Daniel Aaron Lissing (born 4 October 1981) is an Australian actor. He played Conrad De Groot in Crownies in 2011. The following year, he appeared in American military drama Last Resort. From January 2014 to April 2018, Lissing starred as Jack Thornton in When Calls the Heart.

Career 
In 2006, he appeared as a guest in the successful Australian series Home and Away where he played the firefighter Dave Elder.

In 2011, he joined the cast of the series Crownies where he played Conrad De Groot, the fiancé of the lawyer Tatum Novak (Indiana Evans), until the end of the series the same year. The same year he appeared in the movie Entwined where he played Aiden.

In 2012, it was announced that he would join the cast of the American series Last Resort as James King, a petty officer of the U.S. Navy, and a Navy SEAL. In the series he appeared with Andre Braugher, Scott Speedman, Autumn Reeser and Daisy Betts.

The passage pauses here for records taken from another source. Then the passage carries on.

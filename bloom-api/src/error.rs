//! Error types for bloom-api
//!
//! Every error renders as the standard envelope
//! `{success: false, error, timestamp}` with a matching HTTP status.

use crate::services::python_client::PythonError;
use axum::{
    extract::multipart::MultipartError,
    extract::rejection::{JsonRejection, PathRejection, QueryRejection},
    http::StatusCode,
    response::{IntoResponse, Response},
    Json,
};
use bloom_common::api::ApiResponse;
use thiserror::Error;

/// API error type
#[derive(Debug, Error)]
pub enum ApiError {
    /// Invalid request (400)
    #[error("{0}")]
    BadRequest(String),

    /// Resource not found (404)
    #[error("{0}")]
    NotFound(String),

    /// Conflict (409), e.g. analysis already exists
    #[error("{0}")]
    Conflict(String),

    /// Request body over the configured limit (413)
    #[error("{0}")]
    PayloadTooLarge(String),

    /// Internal server error (500)
    #[error("{0}")]
    Internal(String),

    /// Route unavailable in this deployment (501)
    #[error("{0}")]
    NotImplemented(String),

    /// Python backend unreachable or failed (502)
    #[error("Python backend error: {0}")]
    Upstream(String),

    /// IO error
    #[error("IO error: {0}")]
    Io(#[from] std::io::Error),

    /// bloom-common error
    #[error(transparent)]
    Common(#[from] bloom_common::Error),
}

impl ApiError {
    pub fn status(&self) -> StatusCode {
        use bloom_common::Error as Common;

        match self {
            ApiError::BadRequest(_) => StatusCode::BAD_REQUEST,
            ApiError::NotFound(_) => StatusCode::NOT_FOUND,
            ApiError::Conflict(_) => StatusCode::CONFLICT,
            ApiError::PayloadTooLarge(_) => StatusCode::PAYLOAD_TOO_LARGE,
            ApiError::NotImplemented(_) => StatusCode::NOT_IMPLEMENTED,
            ApiError::Upstream(_) => StatusCode::BAD_GATEWAY,
            ApiError::Internal(_) | ApiError::Io(_) => StatusCode::INTERNAL_SERVER_ERROR,
            ApiError::Common(err) => match err {
                Common::NotFound(_) => StatusCode::NOT_FOUND,
                Common::InvalidInput(_) => StatusCode::BAD_REQUEST,
                Common::Conflict(_) => StatusCode::CONFLICT,
                Common::Io(_) | Common::Json(_) | Common::Config(_) | Common::Internal(_) => {
                    StatusCode::INTERNAL_SERVER_ERROR
                }
            },
        }
    }
}

impl From<tokio::task::JoinError> for ApiError {
    fn from(err: tokio::task::JoinError) -> Self {
        ApiError::Internal(format!("Background task failed: {}", err))
    }
}

impl From<PythonError> for ApiError {
    fn from(err: PythonError) -> Self {
        ApiError::Upstream(err.to_string())
    }
}

impl From<JsonRejection> for ApiError {
    fn from(rejection: JsonRejection) -> Self {
        ApiError::BadRequest(format!("Invalid request body: {}", rejection.body_text()))
    }
}

impl From<QueryRejection> for ApiError {
    fn from(rejection: QueryRejection) -> Self {
        ApiError::BadRequest(format!("Invalid query: {}", rejection.body_text()))
    }
}

impl From<PathRejection> for ApiError {
    fn from(rejection: PathRejection) -> Self {
        ApiError::BadRequest(format!("Invalid path: {}", rejection.body_text()))
    }
}

impl From<MultipartError> for ApiError {
    fn from(err: MultipartError) -> Self {
        if err.status() == StatusCode::PAYLOAD_TOO_LARGE {
            ApiError::PayloadTooLarge(format!("Upload exceeds the size limit: {}", err.body_text()))
        } else {
            ApiError::BadRequest(format!("Invalid multipart upload: {}", err.body_text()))
        }
    }
}

impl IntoResponse for ApiError {
    fn into_response(self) -> Response {
        let status = self.status();
        let message = match &self {
            ApiError::Common(bloom_common::Error::NotFound(msg))
            | ApiError::Common(bloom_common::Error::InvalidInput(msg))
            | ApiError::Common(bloom_common::Error::Conflict(msg)) => msg.clone(),
            other => other.to_string(),
        };

        if status.is_server_error() && status != StatusCode::NOT_IMPLEMENTED {
            tracing::error!(status = %status, error = %message, "Request failed");
        } else {
            tracing::debug!(status = %status, error = %message, "Request rejected");
        }

        (status, Json(ApiResponse::<()>::failure(message))).into_response()
    }
}

/// Result type for API handlers
pub type ApiResult<T> = Result<T, ApiError>;

#[cfg(test)]
mod tests {
    use super::*;

    #[test]
    fn test_common_error_status_mapping() {
        let err: ApiError = bloom_common::Error::NotFound("x".into()).into();
        assert_eq!(err.status(), StatusCode::NOT_FOUND);
        let err: ApiError = bloom_common::Error::InvalidInput("x".into()).into();
        assert_eq!(err.status(), StatusCode::BAD_REQUEST);
        let err: ApiError = bloom_common::Error::Conflict("x".into()).into();
        assert_eq!(err.status(), StatusCode::CONFLICT);
        let err: ApiError = bloom_common::Error::Internal("x".into()).into();
        assert_eq!(err.status(), StatusCode::INTERNAL_SERVER_ERROR);
    }

    #[test]
    fn test_direct_status_mapping() {
        assert_eq!(ApiError::NotImplemented("x".into()).status(), StatusCode::NOT_IMPLEMENTED);
        assert_eq!(ApiError::Upstream("x".into()).status(), StatusCode::BAD_GATEWAY);
        assert_eq!(ApiError::PayloadTooLarge("x".into()).status(), StatusCode::PAYLOAD_TOO_LARGE);
    }

    #[test]
    fn test_python_error_is_bad_gateway() {
        let err: ApiError = PythonError::Network("connection refused".into()).into();
        assert_eq!(err.status(), StatusCode::BAD_GATEWAY);
        assert_eq!(err.to_string(), "Python backend error: Network error: connection refused");
    }
}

That same year he joined the cast of the movie The Cure where he played the role of Ryan Earl, a member of a research team that he feels he deserves greater recognition and fame.

In September 2014, he joined the was cast of MTV's thriller series Eye Candy. He played the main role of Ben Miller, a detective, who worked with and falls in love with Lindy (Victoria Justice). The series is about a genius (Justice) who realizes that her online suitor is a dangerous cyber stalker.  His character was killed off after two episodes.

From 2014 to 2018, Lissing appeared in the Hallmark Channel series When Calls the Heart as Canadian Mountie Jack Thornton. He chose to leave the role at the end of Season 5 and his character was killed off.

In 2016, Lissing appeared alongside Jessica Lowndes in Hallmark Channel's A December Bride as the character Seth. In 2018, he and Brooke D'Orsay starred in the channel's film Christmas in Love.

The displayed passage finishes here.